Mit zunehmender Erkenntnis werden die Tiere den Menschen immer näher sein. Wenn sie dann wieder so nahe sind wie in den ältesten Mythen, wird es kaum noch Tiere geben.

Elias Canetti

Zwei Wisente sind im Berliner Großen Tiergarten als lebensgroße Bronzeskulpturen von Thomas Siemering zu finden, stark, einsam und verletzlich. Versteckt liegt einer am Neuen See, ein anderer im „Garten Eden“ (Englischer Garten) nahe der Mauer zum Bundespräsidialamt. Hier begann die Spurensuche nach dem Wisent. Jahrtausende wurde der Wisent von den Menschen gejagt, verehrt, in Höhlenmalereien verewigt, um schließlich nahezu von ihm ausgerottet zu werden: In Europa wurde der letzte frei lebende Wisent 1928 in Polen geschossen. Wissenschaftler bemühten sich, den bison bonatus aus den wenigen Tieren der Zoos mit Einkreuzungen des amerikanischen Bisons neu zu züchten, zu vermehren und auszuwildern, was auch geschehen ist, z.B. im Nationalpark von Bialowicze in Polen und kürzlich im Rothaargebirge. Der Wisent ist ein Bruder des amerikanischen Bison, dessen Schicksal bekannter ist: millionenfach wurde er seit der Eroberung des Kontinents im Kampf um das Land und gegen die Ureinwohner abgeschlachtet. Doch er hat überlebt.
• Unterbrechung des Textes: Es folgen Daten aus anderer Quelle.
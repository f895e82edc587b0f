//! Scenario files: a goal stack plus a script of decision-cycle steps.
//!
//! A scenario describes a settled goal stack (top goal first) and then a
//! sequence of steps: waterfall passes, decisions, preference changes and
//! rule firings. Running it yields a [`TraceEntry`] per step. Values are
//! written as names (`"O1"`) and interned on load; goals are addressed by
//! level, and level 0 stands for the nil goal in `fire` steps.
//!
//! ```toml
//! name = "rejected operator"
//!
//! [[goals]]
//! operator = "O1"
//! preferences = [{ kind = "acceptable", value = "O1" }]
//!
//! [[goals]]
//! impasse = "no_change"
//! pending = [{ class = "output_assertion", rule = "apply*deep" }]
//!
//! [[steps]]
//! action = "add_preference"
//! level = 1
//! kind = "reject"
//! value = "O1"
//!
//! [[steps]]
//! action = "apply"
//! ```

use std::path::Path;

use serde::{Deserialize, Serialize};

use crate::activity::{Activation, ActivationClass};
use crate::changes::WorkingMemory;
use crate::config::DecideConfig;
use crate::decide::{ActiveLevelState, Decider, Decision, WaterfallOutcome};
use crate::error::{DecideError, DecideResult};
use crate::goal::{GoalId, Impasse, ImpasseKind};
use crate::phase::Phase;
use crate::preference::{Preference, PreferenceId, PreferenceKind, Support};
use crate::slot::ContextAttribute;
use crate::symbol::SymbolTable;

/// A scenario file.
#[derive(Debug, Clone, Default, Deserialize)]
pub struct Scenario {
    #[serde(default)]
    pub name: String,
    #[serde(default)]
    pub goals: Vec<GoalSpec>,
    #[serde(default)]
    pub steps: Vec<Step>,
}

/// One goal of the initial stack.
#[derive(Debug, Clone, Default, Deserialize)]
pub struct GoalSpec {
    /// Impasse that created this goal; required for every goal but the top.
    #[serde(default)]
    pub impasse: Option<ImpasseKind>,
    /// Attribute of the impasse (defaults to `operator`).
    #[serde(default)]
    pub attribute: Option<ContextAttribute>,
    /// Installed operator value.
    #[serde(default)]
    pub operator: Option<String>,
    #[serde(default)]
    pub preferences: Vec<PreferenceSpec>,
    #[serde(default)]
    pub pending: Vec<ActivationSpec>,
}

#[derive(Debug, Clone, Deserialize)]
pub struct PreferenceSpec {
    pub kind: PreferenceKind,
    pub value: String,
    #[serde(default)]
    pub referent: Option<String>,
    #[serde(default)]
    pub support: Support,
}

#[derive(Debug, Clone, Deserialize)]
pub struct ActivationSpec {
    pub class: ActivationClass,
    pub rule: String,
}

/// A scripted step.
#[derive(Debug, Clone, Deserialize)]
#[serde(tag = "action", rename_all = "snake_case")]
pub enum Step {
    /// One APPLY waterfall pass.
    Apply,
    /// One PROPOSE waterfall pass.
    Propose,
    /// Decision-phase pass over the goal at `level`.
    Decide { level: u32 },
    AddPreference {
        level: u32,
        kind: PreferenceKind,
        value: String,
        #[serde(default)]
        referent: Option<String>,
        #[serde(default)]
        support: Support,
    },
    /// Remove the first matching preference.
    RemovePreference {
        level: u32,
        kind: PreferenceKind,
        value: String,
        #[serde(default)]
        referent: Option<String>,
    },
    Enqueue {
        level: u32,
        class: ActivationClass,
        rule: String,
    },
    /// Fire (dequeue) the oldest activation of `class` at `level`, counting
    /// one elaboration. Level 0 fires a nil-goal retraction.
    Fire {
        level: u32,
        #[serde(default = "default_fire_class")]
        class: ActivationClass,
    },
    ClearActivity,
    /// Reset active-level tracking and the elaboration counter.
    BeginDecision,
    /// Consistency pass bounded at `level`.
    Check { level: u32 },
}

fn default_fire_class() -> ActivationClass {
    ActivationClass::Retraction
}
Im überlieferten Mythos über die weiße Büffelkuh verschiedener indianischer Völker Nordamerikas bedeutet die Geburt einer weißen Büffelkuh das Zeichen der Hoffnung für die ganze Menschheit. Ende des letzten Jahrtausends hieß es, sie sei geboren worden. So entstanden diese Bilder.